I learned quite a bit in this little test. The most important thing you can never be to prepared. When I started I thought I had everything laid out and I had accounted for all the potential problems. What I ended up with are problems I had never encountered before and could not have predicted. Should there ever be a next time I will simply budget in the time to deal with the unexpected instead of trying to plan for it. It really did nothing more than given me a false sense of security.
I also learned that when moving from one distro to another for many of the configurations. Generally your better off reconfiguring everything from scratch vs. trying to port old configuration to the new system. the only config files that made the migration consisted of key value pairs that feed various features in postfix like the aliases db. Attempting to cut that corner ended up costing me a lot more time and frustration.
Spam assassin under Ubuntu is pretty easy if you know to do the following to the config file.
After the smtp line at the beginning of the file add the following on a new line.
-o content_filter=spamassassin
Then at the very bottom of the file define the filter with the following
spamassassin unix – n n – – pipe
user=filter argv=/usr/bin/spamc -f -e
/usr/sbin/sendmail -oi -f ${sender} ${recipient}
This will get spamassassin processing as expected then you can work with the config files in spamassassin.
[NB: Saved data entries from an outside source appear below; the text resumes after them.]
//! # Accounting Outbox Worker
//!
//! Drains the accounting outbox and posts entries to the ledger behind the
//! [`AccountingPoster`] seam.
//!
//! ## Processing Flow
//! ```text
//! ┌─────────────────────────────────────────────────────────────────────────┐
//! │                      Outbox Worker Flow                                 │
//! │                                                                         │
//! │  1. Poll: fetch_pending(batch_size)      (pending + errored entries)   │
//! │                                                                         │
//! │  2. Guard: skip entries at MAX_RETRY_ATTEMPTS, log for operator        │
//! │                                                                         │
//! │  3. Duplicate check: find_posting(reference_id) BEFORE posting.        │
//! │     An existing posting means a previous attempt succeeded but the    │
//! │     status write was lost: mark synced and move on, never post twice. │
//! │                                                                         │
//! │  4. Post: poster.post(entry) → Posted { journal_id } | Skipped         │
//! │                                                                         │
//! │  5. Mark: synced (stamp sale.synced_to_accounting) or error            │
//! │                                                                         │
//! │  TIMING:                                                               │
//! │  • Poll interval: 5 seconds (configurable)                             │
//! │  • Batch size: 100 entries (configurable)                              │
//! │  • Max retries: 10 (then logged and skipped)                           │
//! └─────────────────────────────────────────────────────────────────────────┘
//! ```

use std::sync::Arc;
use std::time::Duration;
use tokio::sync::mpsc;
use tracing::{debug, error, info, warn};

use meridian_core::{AccountingOutboxEntry, OutboxStatus};
use meridian_db::Database;

use crate::config::EngineConfig;
use crate::error::{EngineError, EngineResult};

// =============================================================================
// Constants
// =============================================================================

/// Maximum posting attempts before an entry is parked for an operator.
pub(crate) const MAX_RETRY_ATTEMPTS: i64 = 10;

// =============================================================================
// Poster Seam
// =============================================================================

/// Outcome of one posting attempt.
#[derive(Debug, Clone, PartialEq, Eq)]
pub enum PostOutcome {
    /// A journal entry was created.
    Posted { journal_id: String },

    /// The poster declined the entry (e.g. zero-value payload). Counts as
    /// synced; it will not be retried.
    Skipped,
}

/// The accounting ledger the worker posts into.
///
/// Implementations must be idempotent-friendly: `find_posting` is consulted
/// before every `post` so a reference that already has a journal entry is
/// never posted again.
pub trait AccountingPoster: Send + Sync + 'static {
    fn post(
        &self,
        entry: &AccountingOutboxEntry,
    ) -> impl std::future::Future<Output = EngineResult<PostOutcome>> + Send;

    /// Journal entry id already recorded for this reference, if any.
    fn find_posting(
        &self,
        reference_id: &str,
    ) -> impl std::future::Future<Output = EngineResult<Option<String>>> + Send;
}

// =============================================================================
// Worker
// =============================================================================

/// Background worker draining the accounting outbox.
pub struct OutboxWorker<P: AccountingPoster> {
    db: Arc<Database>,
    config: Arc<EngineConfig>,
    poster: P,
    shutdown_rx: mpsc::Receiver<()>,
}

/// Handle for controlling the outbox worker.
#[derive(Clone)]
pub struct OutboxWorkerHandle {
    shutdown_tx: mpsc::Sender<()>,
}

impl OutboxWorkerHandle {
    /// Triggers graceful shutdown.
    pub async fn shutdown(&self) -> EngineResult<()> {
        self.shutdown_tx
            .send(())
            .await
            .map_err(|_| EngineError::ChannelClosed("Outbox shutdown channel".into()))
    }
}

impl<P: AccountingPoster> OutboxWorker<P> {
    pub fn new(
        db: Arc<Database>,
        config: Arc<EngineConfig>,
        poster: P,
    ) -> (Self, OutboxWorkerHandle) {
        let (shutdown_tx, shutdown_rx) = mpsc::channel(1);

        let worker = OutboxWorker {
            db,
            config,
            poster,
            shutdown_rx,
        };

        (worker, OutboxWorkerHandle { shutdown_tx })
    }

    /// Runs the worker loop. Spawn as a background task.
    pub async fn run(mut self) {
        info!("Outbox worker starting");

        let poll_interval = Duration::from_secs(self.config.outbox.poll_interval_secs);
        let mut interval = tokio::time::interval(poll_interval);
        interval.set_missed_tick_behavior(tokio::time::MissedTickBehavior::Delay);

        loop {
            tokio::select! {
                _ = interval.tick() => {
                    if let Err(e) = self.process_batch().await {
                        error!(?e, "Failed to process outbox batch");
                    }
                }

                _ = self.shutdown_rx.recv() => {
                    info!("Outbox worker shutting down");
                    break;
                }
            }
        }

        info!("Outbox worker stopped");
    }

    /// Processes one batch of pending entries. Public so the reconciliation
    /// sweep and tests can drive the worker without the timer.
    pub async fn process_batch(&self) -> EngineResult<usize> {
        let entries = self.db.outbox().fetch_pending(self.config.outbox.batch_size).await?;

        if entries.is_empty() {
            debug!("No pending outbox entries");
            return Ok(0);
        }

        info!(count = entries.len(), "Processing outbox batch");

        let mut processed = 0;
        for entry in entries {
            if entry.attempts >= MAX_RETRY_ATTEMPTS {
                warn!(
                    id = %entry.id,
                    reference_id = %entry.reference_id,
                    attempts = entry.attempts,
                    "Entry exceeded max retry attempts, operator attention needed"
                );
                continue;
            }

            self.process_entry(&entry).await;
            processed += 1;
        }

        Ok(processed)
    }

    async fn process_entry(&self, entry: &AccountingOutboxEntry) {
        // An earlier attempt may have posted and then lost the status write
        match self.poster.find_posting(&entry.reference_id).await {
            Ok(Some(journal_id)) => {
                debug!(
                    reference_id = %entry.reference_id,
                    journal_id = %journal_id,
                    "Posting already exists, marking synced"
                );
                self.finish_synced(entry).await;
                return;
            }
            Ok(None) => {}
            Err(e) => {
                self.finish_errored(entry, &e).await;
                return;
            }
        }

        match self.poster.post(entry).await {
            Ok(PostOutcome::Posted { journal_id }) => {
                info!(
                    reference_id = %entry.reference_id,
                    journal_id = %journal_id,
                    "Accounting entry posted"
                );
                self.finish_synced(entry).await;
            }
            Ok(PostOutcome::Skipped) => {
                debug!(reference_id = %entry.reference_id, "Poster skipped entry");
                self.finish_synced(entry).await;
            }
            Err(e) => {
                self.finish_errored(entry, &e).await;
            }
        }
    }

    async fn finish_synced(&self, entry: &AccountingOutboxEntry) {
        if let Err(e) = self.db.outbox().mark_status(&entry.id, OutboxStatus::Synced, None).await {
            error!(id = %entry.id, error = %e, "Failed to mark entry synced");
            return;
        }

        if let Some(sale_id) = entry.sale_id.as_deref() {
            if let Err(e) = self.db.sales().mark_synced(sale_id).await {
                error!(sale_id, error = %e, "Failed to stamp sale as synced");
            }
        }
    }

    async fn finish_errored(&self, entry: &AccountingOutboxEntry, cause: &EngineError) {
        warn!(
            id = %entry.id,
            reference_id = %entry.reference_id,
            attempts = entry.attempts + 1,
            error = %cause,
            "Posting attempt failed"
        );

        let message = cause.to_string();
        if let Err(e) = self
            .db
            .outbox()
            .mark_status(&entry.id, OutboxStatus::Error, Some(&message))
            .await
        {
            error!(id = %entry.id, error = %e, "Failed to record posting error");
        }
    }
}

// =============================================================================
// Tests
// =============================================================================
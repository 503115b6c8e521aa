//! # Sale Workflow
//!
//! Builds and commits a complete sale from a validated draft.
//!
//! ## What Happens in One Sale
//! ```text
//! ┌─────────────────────────────────────────────────────────────────────────┐
//! │                         create_sale(draft)                              │
//! │                                                                         │
//! │  BEFORE TX   validate draft, load products and customer, price lines   │
//! │                                                                         │
//! │  IN ONE TX   issue POS- and RCP- numbers (day-scoped sequence)         │
//! │              insert sale header + line items + payments                │
//! │              deduct inventory per line (ledger + projection)           │
//! │              enqueue accounting outbox row                             │
//! │              ── COMMIT ──                                               │
//! │                                                                         │
//! │  AFTER TX    dispatch side effects: loyalty, promotion usage,          │
//! │              receipt email, materials deduction                        │
//! │                                                                         │
//! │  A deduction that would oversell aborts the whole transaction: no     │
//! │  sale row, no ledger entry, no outbox row, and the issued numbers     │
//! │  roll back with it.                                                    │
//! └─────────────────────────────────────────────────────────────────────────┘
//! ```

use std::sync::Arc;
use tracing::{info, instrument};
use uuid::Uuid;

use chrono::Utc;
use meridian_core::{
    CoreError, Money, Payment, PaymentStatus, Product, Sale, SaleDraft, SaleLineItem, SaleStatus,
    TransactionType, ValidationError,
};
use meridian_db::{Database, DbError, StockAdjustment};

use crate::config::EngineConfig;
use crate::error::EngineResult;
use crate::tasks::{SideEffect, SideEffectQueue};

// =============================================================================
// Result Type
// =============================================================================

/// A committed sale with its lines and payments.
#[derive(Debug, Clone)]
pub struct CompletedSale {
    pub sale: Sale,
    pub items: Vec<SaleLineItem>,
    pub payments: Vec<Payment>,
}

// One priced line, before persistence
struct PricedLine {
    product: Product,
    quantity: i64,
    unit_price_cents: i64,
    discount_cents: i64,
    tax_cents: i64,
    line_total_cents: i64,
}

// =============================================================================
// Sale Manager
// =============================================================================

/// Orchestrates the sale workflow.
#[derive(Clone)]
pub struct SaleManager {
    db: Arc<Database>,
    config: Arc<EngineConfig>,
    effects: SideEffectQueue,
}

impl SaleManager {
    pub fn new(db: Arc<Database>, config: Arc<EngineConfig>, effects: SideEffectQueue) -> Self {
        SaleManager { db, config, effects }
    }

    /// Creates and commits a sale.
    #[instrument(skip(self, draft), fields(store_id = %draft.store_id, cashier_id = %draft.cashier_id))]
    pub async fn create_sale(&self, draft: SaleDraft) -> EngineResult<CompletedSale> {
        meridian_core::validate_sale_draft(&draft)?;

        let customer = match draft.customer_id.as_deref() {
            Some(id) => Some(
                self.db
                    .customers()
                    .get_by_id(id)
                    .await
                    .map_err(|_| CoreError::CustomerNotFound(id.to_string()))?,
            ),
            None => None,
        };

        let lines = self.price_lines(&draft).await?;

        let subtotal: i64 = lines
            .iter()
            .map(|l| l.unit_price_cents * l.quantity)
            .sum();
        let line_discounts: i64 = lines.iter().map(|l| l.discount_cents).sum();
        let discount = line_discounts + draft.discount_cents;
        let tax: i64 = lines.iter().map(|l| l.tax_cents).sum();
        let total = subtotal - discount + tax;

        let amount_paid: i64 = draft.payments.iter().map(|p| p.amount_cents).sum();
        let change = match draft.payment_status {
            PaymentStatus::Paid => {
                if amount_paid < total {
                    return Err(CoreError::InvalidPaymentAmount {
                        reason: format!(
                            "paid {} is less than total {}",
                            Money::from_cents(amount_paid),
                            Money::from_cents(total)
                        ),
                    }
                    .into());
                }
                amount_paid - total
            }
            PaymentStatus::Partial | PaymentStatus::Unpaid => 0,
        };

        let sale_id = Uuid::new_v4().to_string();
        let now = Utc::now();
        let day = now.date_naive();

        let mut tx = self.db.pool().begin().await?;

        let sale_number = self.db.sequences().issue(&mut tx, "POS", day).await?;
        let receipt_number = self.db.sequences().issue(&mut tx, "RCP", day).await?;

        let sale = Sale {
            id: sale_id.clone(),
            sale_number: sale_number.clone(),
            receipt_number,
            store_id: draft.store_id.clone(),
            cashier_id: draft.cashier_id.clone(),
            customer_id: draft.customer_id.clone(),
            status: SaleStatus::Completed,
            payment_status: draft.payment_status,
            subtotal_cents: subtotal,
            discount_cents: discount,
            tax_cents: tax,
            total_cents: total,
            amount_paid_cents: amount_paid,
            change_cents: change,
            synced_to_accounting: false,
            synced_at: None,
            created_at: now,
        };
        self.db.sales().insert_sale(&mut tx, &sale).await?;

        let mut items = Vec::with_capacity(lines.len());
        for line in &lines {
            let item = SaleLineItem {
                id: Uuid::new_v4().to_string(),
                sale_id: sale_id.clone(),
                product_id: line.product.id.clone(),
                sku_snapshot: line.product.sku.clone(),
                name_snapshot: line.product.name.clone(),
                quantity: line.quantity,
                unit_price_cents: line.unit_price_cents,
                discount_cents: line.discount_cents,
                tax_cents: line.tax_cents,
                line_total_cents: line.line_total_cents,
                cost_cents: line.product.cost_cents,
            };
            self.db.sales().insert_item(&mut tx, &item).await?;

            if line.product.track_inventory {
                let adjustment = StockAdjustment {
                    store_id: &draft.store_id,
                    product_id: &line.product.id,
                    quantity_delta: -line.quantity,
                    transaction_type: TransactionType::Sale,
                    reference_type: "pos_sale",
                    reference_id: &sale_number,
                    unit_cost_cents: line.product.cost_cents,
                    remarks: None,
                    performed_by: &draft.cashier_id,
                };
                match self.db.inventory().adjust(&mut tx, adjustment).await {
                    Ok(_) => {}
                    Err(DbError::StockDepleted { available, requested, .. }) => {
                        // Dropping the transaction rolls everything back
                        return Err(CoreError::InsufficientStock {
                            sku: line.product.sku.clone(),
                            available,
                            requested,
                        }
                        .into());
                    }
                    Err(e) => return Err(e.into()),
                }
            }

            items.push(item);
        }

        let mut payments = Vec::with_capacity(draft.payments.len());
        for p in &draft.payments {
            let payment = Payment {
                id: Uuid::new_v4().to_string(),
                sale_id: sale_id.clone(),
                method: p.method,
                amount_cents: p.amount_cents,
                reference: p.reference.clone(),
                received_at: now,
            };
            self.db.sales().insert_payment(&mut tx, &payment).await?;
            payments.push(payment);
        }

        let payload = serde_json::to_string(&sale)?;
        self.db
            .outbox()
            .enqueue(&mut tx, Some(&sale_id), "pos_sale", &sale_number, &payload)
            .await?;

        tx.commit().await?;

        info!(
            sale_number = %sale.sale_number,
            total_cents = total,
            items = items.len(),
            "Sale committed"
        );

        self.dispatch_side_effects(&sale, customer.as_ref(), draft.promotion_id.as_deref())
            .await;

        Ok(CompletedSale { sale, items, payments })
    }

    async fn price_lines(&self, draft: &SaleDraft) -> EngineResult<Vec<PricedLine>> {
        let mut lines = Vec::with_capacity(draft.items.len());

        for item in &draft.items {
            let product = self.db.products().get_by_id(&item.product_id).await.map_err(|_| {
                CoreError::ProductNotFound(item.product_id.clone())
            })?;
            if !product.is_active {
                return Err(CoreError::Validation(ValidationError::InvalidFormat {
                    field: "product_id".to_string(),
                    reason: format!("product {} is inactive", product.sku),
                })
                .into());
            }

            let unit_price = item.unit_price_cents.unwrap_or(product.price_cents);
            let line_subtotal = unit_price * item.quantity;
            let taxable = Money::from_cents(line_subtotal - item.discount_cents)
                .clamp_non_negative();
            let tax = taxable.calculate_tax(product.tax_rate());

            lines.push(PricedLine {
                quantity: item.quantity,
                unit_price_cents: unit_price,
                discount_cents: item.discount_cents,
                tax_cents: tax.cents(),
                line_total_cents: (taxable + tax).cents(),
                product,
            });
        }

        Ok(lines)
    }

    async fn dispatch_side_effects(
        &self,
        sale: &Sale,
        customer: Option<&meridian_core::Customer>,
        promotion_id: Option<&str>,
    ) {
        if self.config.loyalty.enabled {
            if let Some(customer) = customer {
                let points = sale.total_cents / self.config.loyalty.cents_per_point;
                if points > 0 {
                    self.effects
                        .dispatch(SideEffect::EarnLoyalty {
                            customer_id: customer.id.clone(),
                            points,
                        })
                        .await;
                }
            }
        }

        if let Some(email) = customer.and_then(|c| c.email.clone()) {
            self.effects
                .dispatch(SideEffect::EmailReceipt {
                    sale_id: sale.id.clone(),
                    recipient: email,
                })
                .await;
        }

        if let Some(promotion_id) = promotion_id {
            self.effects
                .dispatch(SideEffect::RecordPromotionUsage {
                    promotion_id: promotion_id.to_string(),
                    sale_id: sale.id.clone(),
                    customer_id: sale.customer_id.clone(),
                    discount_cents: sale.discount_cents,
                })
                .await;
        }

        self.effects
            .dispatch(SideEffect::DeductMaterials {
                sale_id: sale.id.clone(),
            })
            .await;
    }
}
I’m not sure why it doesn’t do this by default but it didn’t so thats the fix.
Another issue I had with postfix was
warning: connect to transport filter: Connection refused
This is what prevented me from being able to connect. Getting postfix up and running is difficult unless your very methodical with your config. The easiest way to trouble shoot something like this, as I noticed many others with similar issues while trying to figure it out for myself, is to disable configuration options one at a time. Consistently disabling half the remaining config options might be faster but one at a time will help you narrow it and be more certain about it.
My solution ended up being a missing file in the postfix directory for mynetworks. This is what was causing me to have to manually deliver each message only took 7 hours of dedicated reconfiguration to discover this little tidbit.
All in all I’m glad to be done with this I’m excited to play with some of the new technologies this setup will allow me to play with instead of the lost time configuring the day to day stuff it needs to handle.
Oh and if your looking for virtualization solutions VirtualBox seem rock solid, and VM Ware is great. Parallels kind of did a bad thing to their customers this month and while they make a good product its not worth the potential to get burned by a company that has shown they don’t really care about their customers, just their customers money.